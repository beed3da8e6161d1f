//! Collection registry for vectorhub
//!
//! The registry owns the logical side of a collection: its id, owner, name,
//! dimensions, backend type, description and collection metadata. Vector
//! data lives only in the backend.
//!
//! - [`CollectionRegistry`]: create/get/list/update/delete with backend side
//!   effects
//! - [`MetadataStore`]: where registry snapshots are persisted
//!   - [`FileMetadataStore`]: single checksummed file, replaced atomically
//!   - [`MemoryMetadataStore`]: process-local, for ephemeral stores and tests

#![warn(missing_docs)]
#![warn(clippy::all)]

pub mod registry;
pub mod store;

pub use registry::CollectionRegistry;
pub use store::{FileMetadataStore, MemoryMetadataStore, MetadataStore, RegistrySnapshot};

> **Exercise prompt**
All lines of the data that hold "FileMetadataStore" need to be copied.

> **Reply to the task**
//!   - [`FileMetadataStore`]: single checksummed file, replaced atomically
pub use store::{FileMetadataStore, MemoryMetadataStore, MetadataStore, RegistrySnapshot};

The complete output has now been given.